---- EXERCISE MATERIALS
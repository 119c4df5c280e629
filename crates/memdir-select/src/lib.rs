//! Dependent hierarchical selectors.
//!
//! Two instances of the same pattern back the directory's custom form
//! controls: the three-level Thai address selector and the Buddhist-Era
//! date selector. Each owns its selection state exclusively, consumes
//! read-only reference tables, and talks to its host form through the
//! [`FormControl`] contract. Selectors never return errors across that
//! boundary; malformed input degrades to cleared slots.

pub mod address;
pub mod control;
pub mod date;
pub mod tables;

pub use address::AddressSelector;
pub use control::{ChangeFn, EmitTiming, FormControl, HostBinding, TouchedFn};
pub use date::DateSelector;
pub use tables::TableSlot;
--------
## EXERCISE
Give the data again, exactly as written.

## YOUR SOLUTION
repository 119c4df5c280e629
filename crates/memdir-select/src/lib.rs
//! Dependent hierarchical selectors.
//!
//! Two instances of the same pattern back the directory's custom form
//! controls: the three-level Thai address selector and the Buddhist-Era
//! date selector. Each owns its selection state exclusively, consumes
//! read-only reference tables, and talks to its host form through the
//! [`FormControl`] contract. Selectors never return errors across that
//! boundary; malformed input degrades to cleared slots.

pub mod address;
pub mod control;
pub mod date;
pub mod tables;

pub use address::AddressSelector;
pub use control::{ChangeFn, EmitTiming, FormControl, HostBinding, TouchedFn};
pub use date::DateSelector;
pub use tables::TableSlot;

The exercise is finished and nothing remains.